== Provided data

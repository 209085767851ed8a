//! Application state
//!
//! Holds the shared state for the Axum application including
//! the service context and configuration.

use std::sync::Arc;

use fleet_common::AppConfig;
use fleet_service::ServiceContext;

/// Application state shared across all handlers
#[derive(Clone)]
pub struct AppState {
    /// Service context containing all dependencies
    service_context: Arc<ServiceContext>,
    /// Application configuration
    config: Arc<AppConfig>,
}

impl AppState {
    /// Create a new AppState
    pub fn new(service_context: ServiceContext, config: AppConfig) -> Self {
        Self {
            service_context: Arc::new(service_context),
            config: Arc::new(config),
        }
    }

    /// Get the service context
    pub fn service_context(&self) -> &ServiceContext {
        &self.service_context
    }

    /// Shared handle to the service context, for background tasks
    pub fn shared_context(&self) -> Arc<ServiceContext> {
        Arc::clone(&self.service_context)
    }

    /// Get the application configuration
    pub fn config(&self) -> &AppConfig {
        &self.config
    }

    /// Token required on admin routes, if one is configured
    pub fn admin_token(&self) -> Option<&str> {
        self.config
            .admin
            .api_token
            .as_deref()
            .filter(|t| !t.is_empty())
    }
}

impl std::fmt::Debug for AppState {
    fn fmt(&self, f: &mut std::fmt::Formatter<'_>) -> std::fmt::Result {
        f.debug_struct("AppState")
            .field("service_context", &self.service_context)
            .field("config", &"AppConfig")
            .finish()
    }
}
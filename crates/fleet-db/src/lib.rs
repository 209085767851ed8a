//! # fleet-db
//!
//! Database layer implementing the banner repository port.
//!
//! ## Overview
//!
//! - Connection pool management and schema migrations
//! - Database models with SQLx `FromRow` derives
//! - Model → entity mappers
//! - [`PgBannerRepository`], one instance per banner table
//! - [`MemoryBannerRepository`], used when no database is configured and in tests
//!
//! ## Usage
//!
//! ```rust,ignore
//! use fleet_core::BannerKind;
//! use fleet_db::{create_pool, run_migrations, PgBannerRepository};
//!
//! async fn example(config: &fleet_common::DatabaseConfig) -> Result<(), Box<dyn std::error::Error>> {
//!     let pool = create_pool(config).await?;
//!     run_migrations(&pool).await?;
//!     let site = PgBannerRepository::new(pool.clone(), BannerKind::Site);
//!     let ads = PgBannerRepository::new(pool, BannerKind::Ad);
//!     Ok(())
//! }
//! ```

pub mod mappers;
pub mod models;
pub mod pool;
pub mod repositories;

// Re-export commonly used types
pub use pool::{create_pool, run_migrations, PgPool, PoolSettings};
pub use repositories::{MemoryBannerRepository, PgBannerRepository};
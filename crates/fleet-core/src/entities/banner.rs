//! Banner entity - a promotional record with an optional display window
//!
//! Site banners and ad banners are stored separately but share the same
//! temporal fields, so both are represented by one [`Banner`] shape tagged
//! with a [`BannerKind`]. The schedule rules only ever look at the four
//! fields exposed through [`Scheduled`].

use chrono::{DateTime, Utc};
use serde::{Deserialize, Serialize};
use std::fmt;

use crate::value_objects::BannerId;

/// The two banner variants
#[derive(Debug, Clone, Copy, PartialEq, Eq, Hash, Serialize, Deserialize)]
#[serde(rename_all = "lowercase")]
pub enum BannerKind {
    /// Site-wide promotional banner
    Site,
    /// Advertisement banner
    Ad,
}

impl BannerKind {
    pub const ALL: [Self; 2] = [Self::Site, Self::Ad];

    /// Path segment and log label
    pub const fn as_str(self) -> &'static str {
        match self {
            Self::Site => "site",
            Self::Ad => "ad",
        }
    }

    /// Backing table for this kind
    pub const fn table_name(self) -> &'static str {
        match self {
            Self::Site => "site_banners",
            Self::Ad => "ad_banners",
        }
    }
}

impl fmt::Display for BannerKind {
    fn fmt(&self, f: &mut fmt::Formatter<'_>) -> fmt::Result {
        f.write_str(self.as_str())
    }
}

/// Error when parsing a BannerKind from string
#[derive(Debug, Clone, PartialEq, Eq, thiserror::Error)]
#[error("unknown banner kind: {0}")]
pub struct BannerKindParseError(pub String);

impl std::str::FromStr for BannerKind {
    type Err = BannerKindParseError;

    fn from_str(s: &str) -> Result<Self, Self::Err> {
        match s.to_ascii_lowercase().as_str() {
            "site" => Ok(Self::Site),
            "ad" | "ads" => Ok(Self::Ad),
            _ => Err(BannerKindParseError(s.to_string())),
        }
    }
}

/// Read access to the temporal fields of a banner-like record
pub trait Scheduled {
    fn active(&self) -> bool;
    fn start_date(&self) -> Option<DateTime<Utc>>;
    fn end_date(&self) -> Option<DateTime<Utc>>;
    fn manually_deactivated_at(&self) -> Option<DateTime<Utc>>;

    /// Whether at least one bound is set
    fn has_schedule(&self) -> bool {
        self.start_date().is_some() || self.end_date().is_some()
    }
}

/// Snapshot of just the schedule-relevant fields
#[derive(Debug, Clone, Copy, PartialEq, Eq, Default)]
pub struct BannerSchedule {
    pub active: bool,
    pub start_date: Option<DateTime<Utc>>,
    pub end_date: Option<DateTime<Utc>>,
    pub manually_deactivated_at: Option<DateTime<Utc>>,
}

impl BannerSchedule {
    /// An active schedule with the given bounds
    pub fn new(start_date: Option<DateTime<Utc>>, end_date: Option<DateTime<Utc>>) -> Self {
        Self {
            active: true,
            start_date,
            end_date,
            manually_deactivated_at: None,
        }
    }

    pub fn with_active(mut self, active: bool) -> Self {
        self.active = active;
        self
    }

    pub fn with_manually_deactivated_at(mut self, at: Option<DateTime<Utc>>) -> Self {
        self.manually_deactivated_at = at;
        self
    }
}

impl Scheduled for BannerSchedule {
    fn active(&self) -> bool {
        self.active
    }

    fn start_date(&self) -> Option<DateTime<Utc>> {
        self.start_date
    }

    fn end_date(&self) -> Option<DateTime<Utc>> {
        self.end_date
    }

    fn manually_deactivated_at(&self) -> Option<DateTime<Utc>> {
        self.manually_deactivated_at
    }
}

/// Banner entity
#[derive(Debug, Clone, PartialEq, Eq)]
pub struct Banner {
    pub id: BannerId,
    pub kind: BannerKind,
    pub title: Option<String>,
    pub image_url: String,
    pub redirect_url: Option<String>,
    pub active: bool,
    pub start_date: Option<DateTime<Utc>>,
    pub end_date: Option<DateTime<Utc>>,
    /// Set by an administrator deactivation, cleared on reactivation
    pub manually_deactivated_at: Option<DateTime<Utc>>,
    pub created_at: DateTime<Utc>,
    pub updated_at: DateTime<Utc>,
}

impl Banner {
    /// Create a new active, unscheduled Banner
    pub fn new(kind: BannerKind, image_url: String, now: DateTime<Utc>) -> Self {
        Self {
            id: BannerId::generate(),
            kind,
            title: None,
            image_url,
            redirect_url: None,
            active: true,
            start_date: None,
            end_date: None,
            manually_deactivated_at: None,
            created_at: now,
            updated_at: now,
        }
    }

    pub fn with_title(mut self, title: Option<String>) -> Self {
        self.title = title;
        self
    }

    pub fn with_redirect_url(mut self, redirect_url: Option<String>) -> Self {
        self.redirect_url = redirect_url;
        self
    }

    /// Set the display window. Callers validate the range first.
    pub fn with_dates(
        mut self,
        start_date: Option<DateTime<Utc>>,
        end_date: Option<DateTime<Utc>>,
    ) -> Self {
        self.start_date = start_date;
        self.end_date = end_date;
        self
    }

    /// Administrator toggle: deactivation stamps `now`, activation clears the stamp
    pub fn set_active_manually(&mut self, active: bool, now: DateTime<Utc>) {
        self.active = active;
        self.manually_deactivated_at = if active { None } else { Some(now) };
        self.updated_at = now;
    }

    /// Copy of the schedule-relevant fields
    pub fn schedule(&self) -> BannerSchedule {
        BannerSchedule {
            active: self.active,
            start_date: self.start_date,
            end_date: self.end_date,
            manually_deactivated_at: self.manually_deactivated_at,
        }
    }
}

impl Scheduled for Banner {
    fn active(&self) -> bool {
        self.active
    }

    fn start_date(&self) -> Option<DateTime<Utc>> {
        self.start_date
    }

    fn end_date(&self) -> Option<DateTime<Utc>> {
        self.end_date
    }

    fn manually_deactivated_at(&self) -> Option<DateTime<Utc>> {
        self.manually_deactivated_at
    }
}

====

Starting at the line above that holds "containing all dependencies" and ending at the line that holds "- Database models", transcribe each line exactly and include no other lines.

Finished task
    /// Service context containing all dependencies
    service_context: Arc<ServiceContext>,
    /// Application configuration
    config: Arc<AppConfig>,
}

impl AppState {
    /// Create a new AppState
    pub fn new(service_context: ServiceContext, config: AppConfig) -> Self {
        Self {
            service_context: Arc::new(service_context),
            config: Arc::new(config),
        }
    }

    /// Get the service context
    pub fn service_context(&self) -> &ServiceContext {
        &self.service_context
    }

    /// Shared handle to the service context, for background tasks
    pub fn shared_context(&self) -> Arc<ServiceContext> {
        Arc::clone(&self.service_context)
    }

    /// Get the application configuration
    pub fn config(&self) -> &AppConfig {
        &self.config
    }

    /// Token required on admin routes, if one is configured
    pub fn admin_token(&self) -> Option<&str> {
        self.config
            .admin
            .api_token
            .as_deref()
            .filter(|t| !t.is_empty())
    }
}

impl std::fmt::Debug for AppState {
    fn fmt(&self, f: &mut std::fmt::Formatter<'_>) -> std::fmt::Result {
        f.debug_struct("AppState")
            .field("service_context", &self.service_context)
            .field("config", &"AppConfig")
            .finish()
    }
}
filename crates/fleet-db/src/lib.rs
repository 209085767851ed8a
//! # fleet-db
//!
//! Database layer implementing the banner repository port.
//!
//! ## Overview
//!
//! - Connection pool management and schema migrations
//! - Database models with SQLx `FromRow` derives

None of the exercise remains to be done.